De vrouw die volgens haar naamkaartje Martha heet aarzelt even, maar als ik glimlach, zucht ze en bukt ze zich om het te pakken waarbij haar oorbellen in de vorm van een sneeuwvlok fonkelen als het licht erop valt. ‘De Armani lijkt me toch een betere keus,’ zegt ze als ik mijn mouw opstroop. We hebben op mijn andere arm al vijf verschillende luchtjes gesprayd en ik heb daar geen onbespoten huid meer over. ‘Je krijgt er ook nog eens twintig procent korting op.’

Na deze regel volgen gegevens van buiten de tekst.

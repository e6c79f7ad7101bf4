//! Order state machine: PENDING -> PAID | CANCELLED | EXPIRED, composing the
//! inventory and voucher ledgers.

use std::sync::Arc;

use chrono::Utc;
use rust_decimal::Decimal;
use serde::Deserialize;
use tracing::{error, info, warn};
use uuid::Uuid;

use crate::models::{Order, OrderStatus};
use crate::services::{InventoryLedger, VoucherLedger};
use crate::store::{CoreStore, OrderTransition};
use crate::utils::error::AppError;

#[derive(Debug, Clone, Deserialize)]
pub struct CreateOrder {
    pub customer_id: Uuid,
    pub event_id: Uuid,
    pub ticket_type_id: Uuid,
    pub participant_name: String,
    pub participant_email: String,
    pub participant_phone: String,
    pub voucher_code: Option<String>,
}

impl CreateOrder {
    fn validate(&self) -> Result<(), AppError> {
        if self.participant_name.trim().is_empty() {
            return Err(AppError::ValidationError(
                "Participant name is required".to_string(),
            ));
        }
        if !self.participant_email.contains('@') {
            return Err(AppError::ValidationError(
                "Participant email is invalid".to_string(),
            ));
        }
        Ok(())
    }
}

#[derive(Clone)]
pub struct OrderService {
    store: Arc<dyn CoreStore>,
    inventory: InventoryLedger,
    vouchers: VoucherLedger,
}

impl OrderService {
    pub fn new(store: Arc<dyn CoreStore>) -> Self {
        Self {
            inventory: InventoryLedger::new(store.clone()),
            vouchers: VoucherLedger::new(store.clone()),
            store,
        }
    }

    pub async fn get(&self, order_id: Uuid) -> Result<Order, AppError> {
        self.store
            .get_order(order_id)
            .await?
            .ok_or_else(|| AppError::NotFound("Order not found".to_string()))
    }

    /// Create a PENDING order: validate, reserve one ticket, then apply the
    /// voucher if one was supplied. Voucher failure is best-effort only; the
    /// order proceeds without a discount and keeps its reservation.
    pub async fn create(&self, req: CreateOrder) -> Result<Order, AppError> {
        req.validate()?;

        let event = self
            .store
            .get_event(req.event_id)
            .await?
            .ok_or_else(|| AppError::NotFound("Event not found".to_string()))?;
        let ticket_type = self
            .store
            .get_ticket_type(req.ticket_type_id)
            .await?
            .ok_or_else(|| AppError::NotFound("Ticket type not found".to_string()))?;
        if ticket_type.event_id != event.id {
            return Err(AppError::ValidationError(
                "Ticket type does not belong to the event".to_string(),
            ));
        }

        self.inventory.reserve(ticket_type.id, 1).await?;

        let order_id = Uuid::new_v4();
        let original_price = ticket_type.price;
        let (voucher_id, discount_amount) = match &req.voucher_code {
            Some(code) => match self.vouchers.apply(code, order_id, original_price).await {
                Ok(usage) => (Some(usage.voucher_id), usage.discount_applied),
                Err(err) => {
                    // A promotional discount never blocks the sale.
                    warn!(
                        order_id = %order_id,
                        voucher_code = %code,
                        error = %err,
                        "Voucher application failed, creating order without discount"
                    );
                    (None, Decimal::ZERO)
                }
            },
            None => (None, Decimal::ZERO),
        };

        let order = Order {
            id: order_id,
            customer_id: req.customer_id,
            event_id: event.id,
            ticket_type_id: ticket_type.id,
            voucher_id,
            original_price,
            discount_amount,
            total_amount: (original_price - discount_amount).max(Decimal::ZERO),
            status: OrderStatus::Pending,
            participant_name: req.participant_name,
            participant_email: req.participant_email,
            participant_phone: req.participant_phone,
            created_at: Utc::now(),
        };

        match self.store.insert_order(order).await {
            Ok(order) => {
                info!(order_id = %order.id, total = %order.total_amount, "Created order");
                Ok(order)
            }
            Err(err) => {
                // Neither the reservation nor a consumed voucher use may
                // leak if the order row never landed.
                if let Err(release_err) = self.inventory.release(ticket_type.id, 1).await {
                    error!(
                        ticket_type_id = %ticket_type.id,
                        error = %release_err,
                        "Failed to release reservation after order insert failure"
                    );
                }
                if voucher_id.is_some() {
                    if let Err(revoke_err) = self.vouchers.revoke(order_id).await {
                        error!(
                            order_id = %order_id,
                            error = %revoke_err,
                            "Failed to revoke voucher usage after order insert failure"
                        );
                    }
                }
                Err(err)
            }
        }
    }

    /// Explicit cancellation. Only PENDING orders can be cancelled; the
    /// transition and the inventory release commit together.
    pub async fn cancel(&self, order_id: Uuid) -> Result<Order, AppError> {
        match self
            .store
            .transition_order(order_id, OrderStatus::Cancelled)
            .await?
        {
            OrderTransition::Applied(order) => {
                info!(order_id = %order.id, "Cancelled order");
                Ok(order)
            }
            OrderTransition::NotPending(order) => Err(AppError::Conflict(format!(
                "Order is {} and cannot be cancelled",
                order.status.as_str()
            ))),
        }
    }

    /// Mark a PENDING order PAID. Inventory was reserved at creation and is
    /// not touched. Repeat calls land on a non-PENDING order and no-op.
    /// This is the direct confirmation path (operator tooling, manual
    /// reconciliation); gateway webhooks settle through the store's compound
    /// settlement so the wallet credit commits with the transition.
    pub async fn confirm(&self, order_id: Uuid) -> Result<Order, AppError> {
        match self
            .store
            .transition_order(order_id, OrderStatus::Paid)
            .await?
        {
            OrderTransition::Applied(order) => {
                info!(order_id = %order.id, "Confirmed order as paid");
                Ok(order)
            }
            OrderTransition::NotPending(order) => {
                warn!(
                    order_id = %order.id,
                    status = order.status.as_str(),
                    "Confirm on non-pending order, already processed"
                );
                Ok(order)
            }
        }
    }

    /// Sweeper-driven expiry: same effect as cancel but marks EXPIRED.
    /// Returns whether this call performed the transition.
    pub async fn expire(&self, order_id: Uuid) -> Result<bool, AppError> {
        match self
            .store
            .transition_order(order_id, OrderStatus::Expired)
            .await?
        {
            OrderTransition::Applied(order) => {
                info!(order_id = %order.id, "Expired order");
                Ok(true)
            }
            OrderTransition::NotPending(_) => Ok(false),
        }
    }
}

#[cfg(test)]
mod tests {
    use super::*;
    use crate::models::{Event, TicketType, Voucher, VoucherStatus};
    use crate::store::memory::MemoryStore;
    use chrono::Duration;
    use rust_decimal_macros::dec;

    async fn seeded_store() -> (Arc<MemoryStore>, Uuid, Uuid) {
        let store = Arc::new(MemoryStore::new());
        let event = Event {
            id: Uuid::new_v4(),
            host_id: Uuid::new_v4(),
            title: "Conf".to_string(),
            created_at: Utc::now(),
        };
        let event_id = event.id;
        store.seed_event(event).await;
        let tt = TicketType {
            id: Uuid::new_v4(),
            event_id,
            name: "General".to_string(),
            price: dec!(100000),
            total_quantity: 1,
            sold_quantity: 0,
            sale_starts_at: None,
            sale_ends_at: None,
            created_at: Utc::now(),
        };
        let tt_id = tt.id;
        store.seed_ticket_type(tt).await;
        (store, event_id, tt_id)
    }

    fn request(event_id: Uuid, ticket_type_id: Uuid, voucher: Option<&str>) -> CreateOrder {
        CreateOrder {
            customer_id: Uuid::new_v4(),
            event_id,
            ticket_type_id,
            participant_name: "Ana".to_string(),
            participant_email: "ana@example.com".to_string(),
            participant_phone: "555-0100".to_string(),
            voucher_code: voucher.map(str::to_string),
        }
    }

    #[tokio::test]
    async fn test_create_with_voucher_scenario() {
        let (store, event_id, tt_id) = seeded_store().await;
        store
            .seed_voucher(Voucher {
                id: Uuid::new_v4(),
                code: "SAVE20".to_string(),
                discount_amount: dec!(20000),
                quantity: 1,
                status: VoucherStatus::Active,
                expires_at: Utc::now() + Duration::days(1),
                created_at: Utc::now(),
            })
            .await;
        let service = OrderService::new(store.clone());

        let order = service
            .create(request(event_id, tt_id, Some("SAVE20")))
            .await
            .unwrap();
        assert_eq!(order.status, OrderStatus::Pending);
        assert_eq!(order.total_amount, dec!(80000));
        assert_eq!(
            store.get_ticket_type(tt_id).await.unwrap().unwrap().sold_quantity,
            1
        );
        assert_eq!(store.voucher_by_code("SAVE20").await.unwrap().quantity, 0);

        // Inventory exhausted: the next create conflicts.
        let err = service
            .create(request(event_id, tt_id, None))
            .await
            .unwrap_err();
        assert!(matches!(err, AppError::Conflict(_)));
    }

    #[tokio::test]
    async fn test_voucher_failure_is_non_fatal() {
        let (store, event_id, tt_id) = seeded_store().await;
        let service = OrderService::new(store.clone());

        let order = service
            .create(request(event_id, tt_id, Some("MISSING")))
            .await
            .unwrap();
        assert_eq!(order.discount_amount, dec!(0));
        assert_eq!(order.total_amount, dec!(100000));
        // The reservation stands even though the voucher failed.
        assert_eq!(
            store.get_ticket_type(tt_id).await.unwrap().unwrap().sold_quantity,
            1
        );
    }

    #[tokio::test]
    async fn test_insert_failure_rolls_back_voucher_and_reservation() {
        let (store, event_id, tt_id) = seeded_store().await;
        store
            .seed_voucher(Voucher {
                id: Uuid::new_v4(),
                code: "SAVE20".to_string(),
                discount_amount: dec!(20000),
                quantity: 1,
                status: VoucherStatus::Active,
                expires_at: Utc::now() + Duration::days(1),
                created_at: Utc::now(),
            })
            .await;
        let service = OrderService::new(store.clone());

        store.fail_next_order_insert();
        let err = service
            .create(request(event_id, tt_id, Some("SAVE20")))
            .await
            .unwrap_err();
        assert!(matches!(err, AppError::InternalServerError(_)));

        // Both compensations ran: the ticket and the voucher use came back.
        assert_eq!(
            store.get_ticket_type(tt_id).await.unwrap().unwrap().sold_quantity,
            0
        );
        assert_eq!(store.voucher_by_code("SAVE20").await.unwrap().quantity, 1);
        assert!(store.voucher_usages().await.is_empty());

        // The next attempt goes through at the discounted price.
        let order = service
            .create(request(event_id, tt_id, Some("SAVE20")))
            .await
            .unwrap();
        assert_eq!(order.total_amount, dec!(80000));
    }

    #[tokio::test]
    async fn test_cancel_releases_inventory_once() {
        let (store, event_id, tt_id) = seeded_store().await;
        let service = OrderService::new(store.clone());
        let order = service.create(request(event_id, tt_id, None)).await.unwrap();

        let cancelled = service.cancel(order.id).await.unwrap();
        assert_eq!(cancelled.status, OrderStatus::Cancelled);
        assert_eq!(
            store.get_ticket_type(tt_id).await.unwrap().unwrap().sold_quantity,
            0
        );

        // A second cancel is a conflict, not a second release.
        let err = service.cancel(order.id).await.unwrap_err();
        assert!(matches!(err, AppError::Conflict(_)));
        assert_eq!(
            store.get_ticket_type(tt_id).await.unwrap().unwrap().sold_quantity,
            0
        );
    }

    #[tokio::test]
    async fn test_confirm_is_idempotent() {
        let (store, event_id, tt_id) = seeded_store().await;
        let service = OrderService::new(store.clone());
        let order = service.create(request(event_id, tt_id, None)).await.unwrap();

        let confirmed = service.confirm(order.id).await.unwrap();
        assert_eq!(confirmed.status, OrderStatus::Paid);
        let again = service.confirm(order.id).await.unwrap();
        assert_eq!(again.status, OrderStatus::Paid);
    }

    #[tokio::test]
    async fn test_expire_skips_non_pending() {
        let (store, event_id, tt_id) = seeded_store().await;
        let service = OrderService::new(store.clone());
        let order = service.create(request(event_id, tt_id, None)).await.unwrap();

        service.confirm(order.id).await.unwrap();
        assert!(!service.expire(order.id).await.unwrap());
        // Paid order keeps its ticket.
        assert_eq!(
            store.get_ticket_type(tt_id).await.unwrap().unwrap().sold_quantity,
            1
        );
    }

    #[tokio::test]
    async fn test_create_rejects_mismatched_ticket_type() {
        let (store, event_id, _tt_id) = seeded_store().await;
        let other_tt = TicketType {
            id: Uuid::new_v4(),
            event_id: Uuid::new_v4(),
            name: "Other".to_string(),
            price: dec!(1),
            total_quantity: 1,
            sold_quantity: 0,
            sale_starts_at: None,
            sale_ends_at: None,
            created_at: Utc::now(),
        };
        let other_id = other_tt.id;
        store.seed_ticket_type(other_tt).await;
        let service = OrderService::new(store);

        let err = service
            .create(request(event_id, other_id, None))
            .await
            .unwrap_err();
        assert!(matches!(err, AppError::ValidationError(_)));
    }
}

‘Die was te lekker,’ zeg ik en ik steek mijn pols naar haar uit. Ze sprayt gehoorzaam en ik ruik eraan. Ik trek mijn neus op door de nep appellucht. Mierzoet met een sterk chemisch vleugje. Mijn zus zal het walgelijk vinden.
En dus is het perfect.
‘Die wil ik.’
Martha moet hoesten als de parfumlucht haar bereikt. ‘Als je je zorgen maakt over de prijs, dan hebben we nog heel veel andere goedkopere luchtjes.’
‘Daar gaat het niet om,’ verzeker ik haar. ‘Deze wil ik hebben, echt.’
Ze wil ertegen ingaan, maar dan komt het volgende kerstliedje over de speakers, iets over sleebellen en rendieren en een heerlijke tijd. Ze rilt zichtbaar en ik krimp meelevend ineen. Wat zal ze dat liedje al vaak hebben gehoord.
‘Draaien ze weleens andere liedjes?’
‘Nee, nooit.’ Ze werpt een blik op het luchtje en vervolgens op de rij mensen achter me. Ik zie precies het moment dat ze me wegzet als een verloren zaak. ‘Zal ik het inpakken?’